-- Information provided follows --

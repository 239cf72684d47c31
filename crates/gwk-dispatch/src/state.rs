//! Shared session state the dispatcher reconciles events into.

use std::collections::HashMap;
use std::sync::atomic::{AtomicI64, Ordering};
use std::sync::{Mutex, PoisonError};

use gwk_book::MarketBook;
use gwk_orders::OpenOrderRegistry;
use gwk_positions::StrategyRegistry;
use gwk_session::{AccountCodeCell, ConnectivityCell};

/// Everything the dispatcher mutates, shared (behind `Arc`) with the order
/// placement subsystem and reporting readers on other threads.
///
/// # Locking map
/// - `books`: one mutex over the map; per-instrument ordering comes from the
///   single transport-read context, so finer granularity buys nothing.
/// - `orders` / `strategies` / `account` / `connectivity`: each internally
///   synchronized (see their crates).
/// - `next_order_id`: plain atomic; the gateway guarantees monotonicity.
#[derive(Debug, Default)]
pub struct SessionState {
    books: Mutex<HashMap<i64, MarketBook>>,
    pub orders: OpenOrderRegistry,
    pub strategies: StrategyRegistry,
    pub account: AccountCodeCell,
    pub connectivity: ConnectivityCell,
    /// 0 = not yet announced by the gateway.
    next_order_id: AtomicI64,
}

impl SessionState {
    pub fn new() -> Self {
        Self::default()
    }

    /// Run `f` against the book for `ticker_id`, creating an empty book on
    /// first touch (subscriptions the placement side set up may deliver
    /// depth before any local bookkeeping sees the ticker).
    pub fn with_book<T>(&self, ticker_id: i64, f: impl FnOnce(&mut MarketBook) -> T) -> T {
        let mut books = self.lock_books();
        f(books.entry(ticker_id).or_default())
    }

    /// Clone-out snapshot of one book, if it exists.
    pub fn book_snapshot(&self, ticker_id: i64) -> Option<MarketBook> {
        self.lock_books().get(&ticker_id).cloned()
    }

    /// Record the next usable order id announced by the gateway.
    pub fn set_next_order_id(&self, order_id: i64) {
        self.next_order_id.store(order_id, Ordering::SeqCst);
    }

    /// Consume one order id for placement. `None` until the gateway has
    /// announced the first valid id.
    pub fn take_next_order_id(&self) -> Option<i64> {
        self.next_order_id
            .fetch_update(Ordering::SeqCst, Ordering::SeqCst, |current| {
                (current != 0).then_some(current + 1)
            })
            .ok()
    }

    fn lock_books(&self) -> std::sync::MutexGuard<'_, HashMap<i64, MarketBook>> {
        self.books.lock().unwrap_or_else(PoisonError::into_inner)
    }
}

-- Information provided concluded --

→ **Task prompt**:
Everything in the material above is to be copied exactly.

→ **Answer to this problem**:
repository 239cf72684d47c31
filename crates/gwk-dispatch/src/state.rs
//! Shared session state the dispatcher reconciles events into.

use std::collections::HashMap;
use std::sync::atomic::{AtomicI64, Ordering};
use std::sync::{Mutex, PoisonError};

use gwk_book::MarketBook;
use gwk_orders::OpenOrderRegistry;
use gwk_positions::StrategyRegistry;
use gwk_session::{AccountCodeCell, ConnectivityCell};

/// Everything the dispatcher mutates, shared (behind `Arc`) with the order
/// placement subsystem and reporting readers on other threads.
///
/// # Locking map
/// - `books`: one mutex over the map; per-instrument ordering comes from the
///   single transport-read context, so finer granularity buys nothing.
/// - `orders` / `strategies` / `account` / `connectivity`: each internally
///   synchronized (see their crates).
/// - `next_order_id`: plain atomic; the gateway guarantees monotonicity.
#[derive(Debug, Default)]
pub struct SessionState {
    books: Mutex<HashMap<i64, MarketBook>>,
    pub orders: OpenOrderRegistry,
    pub strategies: StrategyRegistry,
    pub account: AccountCodeCell,
    pub connectivity: ConnectivityCell,
    /// 0 = not yet announced by the gateway.
    next_order_id: AtomicI64,
}

impl SessionState {
    pub fn new() -> Self {
        Self::default()
    }

    /// Run `f` against the book for `ticker_id`, creating an empty book on
    /// first touch (subscriptions the placement side set up may deliver
    /// depth before any local bookkeeping sees the ticker).
    pub fn with_book<T>(&self, ticker_id: i64, f: impl FnOnce(&mut MarketBook) -> T) -> T {
        let mut books = self.lock_books();
        f(books.entry(ticker_id).or_default())
    }

    /// Clone-out snapshot of one book, if it exists.
    pub fn book_snapshot(&self, ticker_id: i64) -> Option<MarketBook> {
        self.lock_books().get(&ticker_id).cloned()
    }

    /// Record the next usable order id announced by the gateway.
    pub fn set_next_order_id(&self, order_id: i64) {
        self.next_order_id.store(order_id, Ordering::SeqCst);
    }

    /// Consume one order id for placement. `None` until the gateway has
    /// announced the first valid id.
    pub fn take_next_order_id(&self) -> Option<i64> {
        self.next_order_id
            .fetch_update(Ordering::SeqCst, Ordering::SeqCst, |current| {
                (current != 0).then_some(current + 1)
            })
            .ok()
    }

    fn lock_books(&self) -> std::sync::MutexGuard<'_, HashMap<i64, MarketBook>> {
        self.books.lock().unwrap_or_else(PoisonError::into_inner)
    }
}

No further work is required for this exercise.